---- Information given

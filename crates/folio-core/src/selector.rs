#![forbid(unsafe_code)]

//! A small CSS selector matcher for the headless page.
//!
//! Supported syntax covers what the behavior layer queries:
//!
//! - selector lists: `.card, .stat-item`
//! - descendant combinator: `.stat-item h3`
//! - compound selectors made of a type (`section`, `*`), ids (`#about`),
//!   classes (`.nav-link`) and attribute tests (`[id]`, `[href="#top"]`)
//!
//! Child/sibling combinators, pseudo-classes and quoted values containing
//! whitespace are rejected at parse time.

use crate::error::FolioError;

/// Read-only view of a tree the matcher can walk.
pub trait SelectorTarget {
    type Node: Copy;

    fn node_tag(&self, node: Self::Node) -> &str;

    fn node_has_class(&self, node: Self::Node, class: &str) -> bool;

    fn node_attribute(&self, node: Self::Node, name: &str) -> Option<&str>;

    fn node_parent(&self, node: Self::Node) -> Option<Self::Node>;
}

/// Parsed selector list.
#[derive(Debug, Clone, PartialEq, Eq)]
pub struct SelectorList {
    alternatives: Vec<Complex>,
}

/// Compounds joined by descendant combinators, left to right.
#[derive(Debug, Clone, PartialEq, Eq)]
struct Complex {
    compounds: Vec<Compound>,
}

#[derive(Debug, Clone, Default, PartialEq, Eq)]
struct Compound {
    tag: Option<String>,
    ids: Vec<String>,
    classes: Vec<String>,
    attrs: Vec<AttrTest>,
}

#[derive(Debug, Clone, PartialEq, Eq)]
struct AttrTest {
    name: String,
    value: Option<String>,
}

impl SelectorList {
    /// Parse a selector list.
    pub fn parse(input: &str) -> Result<Self, FolioError> {
        let alternatives = input
            .split(',')
            .map(|part| {
                let compounds = part
                    .split_whitespace()
                    .map(parse_compound)
                    .collect::<Result<Vec<_>, _>>()?;
                if compounds.is_empty() {
                    return Err(invalid(input, "empty selector"));
                }
                Ok(Complex { compounds })
            })
            .collect::<Result<Vec<_>, _>>()?;
        Ok(Self { alternatives })
    }

    /// Whether `node` matches any alternative.
    pub fn matches<T: SelectorTarget>(&self, tree: &T, node: T::Node) -> bool {
        self.alternatives.iter().any(|c| c.matches(tree, node))
    }
}

impl Complex {
    fn matches<T: SelectorTarget>(&self, tree: &T, node: T::Node) -> bool {
        let Some((last, ancestors)) = self.compounds.split_last() else {
            return false;
        };
        if !last.matches(tree, node) {
            return false;
        }
        // Descendant-only chains match greedily from the right.
        let mut cursor = tree.node_parent(node);
        for compound in ancestors.iter().rev() {
            loop {
                match cursor {
                    Some(n) if compound.matches(tree, n) => {
                        cursor = tree.node_parent(n);
                        break;
                    }
                    Some(n) => cursor = tree.node_parent(n),
                    None => return false,
                }
            }
        }
        true
    }
}

impl Compound {
    fn matches<T: SelectorTarget>(&self, tree: &T, node: T::Node) -> bool {
        if let Some(tag) = &self.tag
            && !tree.node_tag(node).eq_ignore_ascii_case(tag)
        {
            return false;
        }
        self.ids
            .iter()
            .all(|id| tree.node_attribute(node, "id") == Some(id.as_str()))
            && self.classes.iter().all(|c| tree.node_has_class(node, c))
            && self.attrs.iter().all(|a| match (&a.value, tree.node_attribute(node, &a.name)) {
                (_, None) => false,
                (None, Some(_)) => true,
                (Some(want), Some(got)) => want == got,
            })
    }
}

fn invalid(input: &str, why: &str) -> FolioError {
    FolioError::InvalidConfig(format!("selector `{input}`: {why}"))
}

fn is_ident_char(c: char) -> bool {
    c.is_alphanumeric() || c == '-' || c == '_'
}

fn take_ident(rest: &str) -> (&str, &str) {
    let end = rest
        .char_indices()
        .find(|&(_, c)| !is_ident_char(c))
        .map_or(rest.len(), |(i, _)| i);
    rest.split_at(end)
}

fn parse_compound(input: &str) -> Result<Compound, FolioError> {
    let mut compound = Compound::default();
    let mut rest = input;

    if let Some(after) = rest.strip_prefix('*') {
        rest = after;
    } else {
        let (tag, after) = take_ident(rest);
        if !tag.is_empty() {
            compound.tag = Some(tag.to_ascii_lowercase());
            rest = after;
        }
    }

    while let Some(c) = rest.chars().next() {
        match c {
            '#' | '.' => {
                let (name, after) = take_ident(&rest[1..]);
                if name.is_empty() {
                    return Err(invalid(input, "missing name"));
                }
                if c == '#' {
                    compound.ids.push(name.to_owned());
                } else {
                    compound.classes.push(name.to_owned());
                }
                rest = after;
            }
            '[' => {
                let close = rest
                    .find(']')
                    .ok_or_else(|| invalid(input, "unterminated attribute"))?;
                let body = &rest[1..close];
                let test = match body.split_once('=') {
                    Some((name, value)) => AttrTest {
                        name: name.trim().to_owned(),
                        value: Some(value.trim().trim_matches(['"', '\'']).to_owned()),
                    },
                    None => AttrTest {
                        name: body.trim().to_owned(),
                        value: None,
                    },
                };
                if test.name.is_empty() || !test.name.chars().all(is_ident_char) {
                    return Err(invalid(input, "bad attribute name"));
                }
                compound.attrs.push(test);
                rest = &rest[close + 1..];
            }
            _ => return Err(invalid(input, "unsupported syntax")),
        }
    }
    Ok(compound)
}

#[cfg(test)]
mod tests {
    use super::*;

    /// Flat test tree: (tag, classes, attrs, parent).
    struct Tree(Vec<(&'static str, Vec<&'static str>, Vec<(&'static str, &'static str)>, Option<usize>)>);

    impl SelectorTarget for Tree {
        type Node = usize;

        fn node_tag(&self, node: usize) -> &str {
            self.0[node].0
        }

        fn node_has_class(&self, node: usize, class: &str) -> bool {
            self.0[node].1.contains(&class)
        }

        fn node_attribute(&self, node: usize, name: &str) -> Option<&str> {
            self.0[node]
                .2
                .iter()
                .find(|(k, _)| *k == name)
                .map(|(_, v)| *v)
        }

        fn node_parent(&self, node: usize) -> Option<usize> {
            self.0[node].3
        }
    }

    fn tree() -> Tree {
        Tree(vec![
            ("body", vec![], vec![], None),
            ("section", vec!["about"], vec![("id", "about")], Some(0)),
            ("div", vec!["stat-item", "card"], vec![], Some(1)),
            ("h3", vec![], vec![], Some(2)),
            ("a", vec!["nav-link", "active"], vec![("href", "#about")], Some(0)),
            ("section", vec![], vec![], Some(0)),
        ])
    }

    fn m(sel: &str, node: usize) -> bool {
        SelectorList::parse(sel).unwrap().matches(&tree(), node)
    }

    #[test]
    fn simple_selectors() {
        assert!(m("section", 1));
        assert!(m("SECTION", 1));
        assert!(m("#about", 1));
        assert!(m(".nav-link", 4));
        assert!(m("a.nav-link.active", 4));
        assert!(!m("a.nav-link.missing", 4));
        assert!(m("*", 3));
    }

    #[test]
    fn attribute_tests() {
        assert!(m("section[id]", 1));
        assert!(!m("section[id]", 5));
        assert!(m("a[href=\"#about\"]", 4));
        assert!(m("a[href='#about']", 4));
        assert!(!m("a[href=\"#top\"]", 4));
    }

    #[test]
    fn descendant_and_lists() {
        assert!(m(".stat-item h3", 3));
        assert!(m("body .stat-item h3", 3));
        assert!(m("section h3", 3));
        assert!(!m(".nav-link h3", 3));
        assert!(m(".card, .stat-item", 2));
        assert!(m(".nope, h3", 3));
    }

    #[test]
    fn rejects_unsupported_syntax() {
        assert!(SelectorList::parse("div > p").is_err());
        assert!(SelectorList::parse("a:hover").is_err());
        assert!(SelectorList::parse("[href").is_err());
        assert!(SelectorList::parse(".a,").is_err());
        assert!(SelectorList::parse("#").is_err());
    }
}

--------

Copy out the lines above that hold the string "after".

Exercise answer
    if let Some(after) = rest.strip_prefix('*') {
        rest = after;
        let (tag, after) = take_ident(rest);
            rest = after;
                let (name, after) = take_ident(&rest[1..]);
                rest = after;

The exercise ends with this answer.